The records come next. Copy all of them exactly.

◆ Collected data
BEGIN

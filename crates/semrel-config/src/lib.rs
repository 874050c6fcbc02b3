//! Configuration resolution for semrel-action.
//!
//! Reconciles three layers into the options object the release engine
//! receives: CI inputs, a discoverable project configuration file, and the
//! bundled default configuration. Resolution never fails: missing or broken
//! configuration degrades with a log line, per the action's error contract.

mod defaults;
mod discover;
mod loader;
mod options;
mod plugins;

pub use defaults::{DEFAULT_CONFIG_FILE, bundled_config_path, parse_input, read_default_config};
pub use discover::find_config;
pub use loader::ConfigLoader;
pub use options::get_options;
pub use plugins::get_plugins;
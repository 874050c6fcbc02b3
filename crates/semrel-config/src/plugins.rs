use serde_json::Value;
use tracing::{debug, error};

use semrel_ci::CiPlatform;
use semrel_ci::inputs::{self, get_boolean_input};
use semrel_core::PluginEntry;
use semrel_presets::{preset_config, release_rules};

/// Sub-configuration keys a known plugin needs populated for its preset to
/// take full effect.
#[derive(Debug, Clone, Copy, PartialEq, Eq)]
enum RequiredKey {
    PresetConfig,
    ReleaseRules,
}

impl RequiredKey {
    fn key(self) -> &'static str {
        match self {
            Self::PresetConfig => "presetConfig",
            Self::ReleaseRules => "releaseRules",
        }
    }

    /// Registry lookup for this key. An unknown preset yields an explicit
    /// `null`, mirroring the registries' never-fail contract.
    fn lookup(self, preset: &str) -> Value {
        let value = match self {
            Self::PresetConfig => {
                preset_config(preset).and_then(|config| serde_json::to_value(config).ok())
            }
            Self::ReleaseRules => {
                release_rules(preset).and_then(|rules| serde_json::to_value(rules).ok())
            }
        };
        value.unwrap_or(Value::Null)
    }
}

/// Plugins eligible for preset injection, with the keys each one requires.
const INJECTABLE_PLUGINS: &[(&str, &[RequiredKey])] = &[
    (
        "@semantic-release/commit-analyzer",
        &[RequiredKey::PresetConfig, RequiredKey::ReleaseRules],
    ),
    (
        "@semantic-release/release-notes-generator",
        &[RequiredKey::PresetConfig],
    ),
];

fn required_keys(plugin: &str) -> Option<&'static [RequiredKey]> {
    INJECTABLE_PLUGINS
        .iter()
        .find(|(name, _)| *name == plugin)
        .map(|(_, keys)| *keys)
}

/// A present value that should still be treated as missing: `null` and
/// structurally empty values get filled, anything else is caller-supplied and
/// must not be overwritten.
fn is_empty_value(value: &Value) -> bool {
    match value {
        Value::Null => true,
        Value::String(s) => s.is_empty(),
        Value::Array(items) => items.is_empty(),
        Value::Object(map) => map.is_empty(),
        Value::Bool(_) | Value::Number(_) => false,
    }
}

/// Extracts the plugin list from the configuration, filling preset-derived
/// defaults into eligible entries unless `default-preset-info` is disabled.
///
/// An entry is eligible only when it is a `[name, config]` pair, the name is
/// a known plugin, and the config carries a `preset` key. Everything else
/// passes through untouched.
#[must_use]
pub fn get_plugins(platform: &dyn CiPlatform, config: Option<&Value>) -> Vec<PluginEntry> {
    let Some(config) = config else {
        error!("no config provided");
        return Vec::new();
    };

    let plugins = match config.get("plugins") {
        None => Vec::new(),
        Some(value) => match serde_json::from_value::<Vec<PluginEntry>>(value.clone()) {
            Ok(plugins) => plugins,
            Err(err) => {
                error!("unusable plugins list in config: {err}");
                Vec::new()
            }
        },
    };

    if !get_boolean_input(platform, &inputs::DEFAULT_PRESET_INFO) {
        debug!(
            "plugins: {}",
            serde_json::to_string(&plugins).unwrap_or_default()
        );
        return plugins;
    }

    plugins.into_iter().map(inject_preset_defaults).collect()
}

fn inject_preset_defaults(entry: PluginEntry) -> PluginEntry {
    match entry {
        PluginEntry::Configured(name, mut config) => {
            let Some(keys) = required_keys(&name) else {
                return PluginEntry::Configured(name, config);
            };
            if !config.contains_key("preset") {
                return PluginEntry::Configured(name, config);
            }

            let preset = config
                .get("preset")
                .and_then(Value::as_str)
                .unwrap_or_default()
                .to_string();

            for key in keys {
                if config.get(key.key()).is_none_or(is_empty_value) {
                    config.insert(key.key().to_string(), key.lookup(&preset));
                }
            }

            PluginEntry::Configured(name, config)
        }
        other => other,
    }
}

END

◆ Completed exercise
filename crates/semrel-config/src/lib.rs
repository 874050c6fcbc02b3
//! Configuration resolution for semrel-action.
//!
//! Reconciles three layers into the options object the release engine
//! receives: CI inputs, a discoverable project configuration file, and the
//! bundled default configuration. Resolution never fails: missing or broken
//! configuration degrades with a log line, per the action's error contract.

mod defaults;
mod discover;
mod loader;
mod options;
mod plugins;

pub use defaults::{DEFAULT_CONFIG_FILE, bundled_config_path, parse_input, read_default_config};
pub use discover::find_config;
pub use loader::ConfigLoader;
pub use options::get_options;
pub use plugins::get_plugins;
repository 874050c6fcbc02b3
filename crates/semrel-config/src/plugins.rs
use serde_json::Value;
use tracing::{debug, error};

use semrel_ci::CiPlatform;
use semrel_ci::inputs::{self, get_boolean_input};
use semrel_core::PluginEntry;
use semrel_presets::{preset_config, release_rules};

/// Sub-configuration keys a known plugin needs populated for its preset to
/// take full effect.
#[derive(Debug, Clone, Copy, PartialEq, Eq)]
enum RequiredKey {
    PresetConfig,
    ReleaseRules,
}

impl RequiredKey {
    fn key(self) -> &'static str {
        match self {
            Self::PresetConfig => "presetConfig",
            Self::ReleaseRules => "releaseRules",
        }
    }

    /// Registry lookup for this key. An unknown preset yields an explicit
    /// `null`, mirroring the registries' never-fail contract.
    fn lookup(self, preset: &str) -> Value {
        let value = match self {
            Self::PresetConfig => {
                preset_config(preset).and_then(|config| serde_json::to_value(config).ok())
            }
            Self::ReleaseRules => {
                release_rules(preset).and_then(|rules| serde_json::to_value(rules).ok())
            }
        };
        value.unwrap_or(Value::Null)
    }
}

/// Plugins eligible for preset injection, with the keys each one requires.
const INJECTABLE_PLUGINS: &[(&str, &[RequiredKey])] = &[
    (
        "@semantic-release/commit-analyzer",
        &[RequiredKey::PresetConfig, RequiredKey::ReleaseRules],
    ),
    (
        "@semantic-release/release-notes-generator",
        &[RequiredKey::PresetConfig],
    ),
];

fn required_keys(plugin: &str) -> Option<&'static [RequiredKey]> {
    INJECTABLE_PLUGINS
        .iter()
        .find(|(name, _)| *name == plugin)
        .map(|(_, keys)| *keys)
}

/// A present value that should still be treated as missing: `null` and
/// structurally empty values get filled, anything else is caller-supplied and
/// must not be overwritten.
fn is_empty_value(value: &Value) -> bool {
    match value {
        Value::Null => true,
        Value::String(s) => s.is_empty(),
        Value::Array(items) => items.is_empty(),
        Value::Object(map) => map.is_empty(),
        Value::Bool(_) | Value::Number(_) => false,
    }
}

/// Extracts the plugin list from the configuration, filling preset-derived
/// defaults into eligible entries unless `default-preset-info` is disabled.
///
/// An entry is eligible only when it is a `[name, config]` pair, the name is
/// a known plugin, and the config carries a `preset` key. Everything else
/// passes through untouched.
#[must_use]
pub fn get_plugins(platform: &dyn CiPlatform, config: Option<&Value>) -> Vec<PluginEntry> {
    let Some(config) = config else {
        error!("no config provided");
        return Vec::new();
    };

    let plugins = match config.get("plugins") {
        None => Vec::new(),
        Some(value) => match serde_json::from_value::<Vec<PluginEntry>>(value.clone()) {
            Ok(plugins) => plugins,
            Err(err) => {
                error!("unusable plugins list in config: {err}");
                Vec::new()
            }
        },
    };

    if !get_boolean_input(platform, &inputs::DEFAULT_PRESET_INFO) {
        debug!(
            "plugins: {}",
            serde_json::to_string(&plugins).unwrap_or_default()
        );
        return plugins;
    }

    plugins.into_iter().map(inject_preset_defaults).collect()
}

fn inject_preset_defaults(entry: PluginEntry) -> PluginEntry {
    match entry {
        PluginEntry::Configured(name, mut config) => {
            let Some(keys) = required_keys(&name) else {
                return PluginEntry::Configured(name, config);
            };
            if !config.contains_key("preset") {
                return PluginEntry::Configured(name, config);
            }

            let preset = config
                .get("preset")
                .and_then(Value::as_str)
                .unwrap_or_default()
                .to_string();

            for key in keys {
                if config.get(key.key()).is_none_or(is_empty_value) {
                    config.insert(key.key().to_string(), key.lookup(&preset));
                }
            }

            PluginEntry::Configured(name, config)
        }
        other => other,
    }
}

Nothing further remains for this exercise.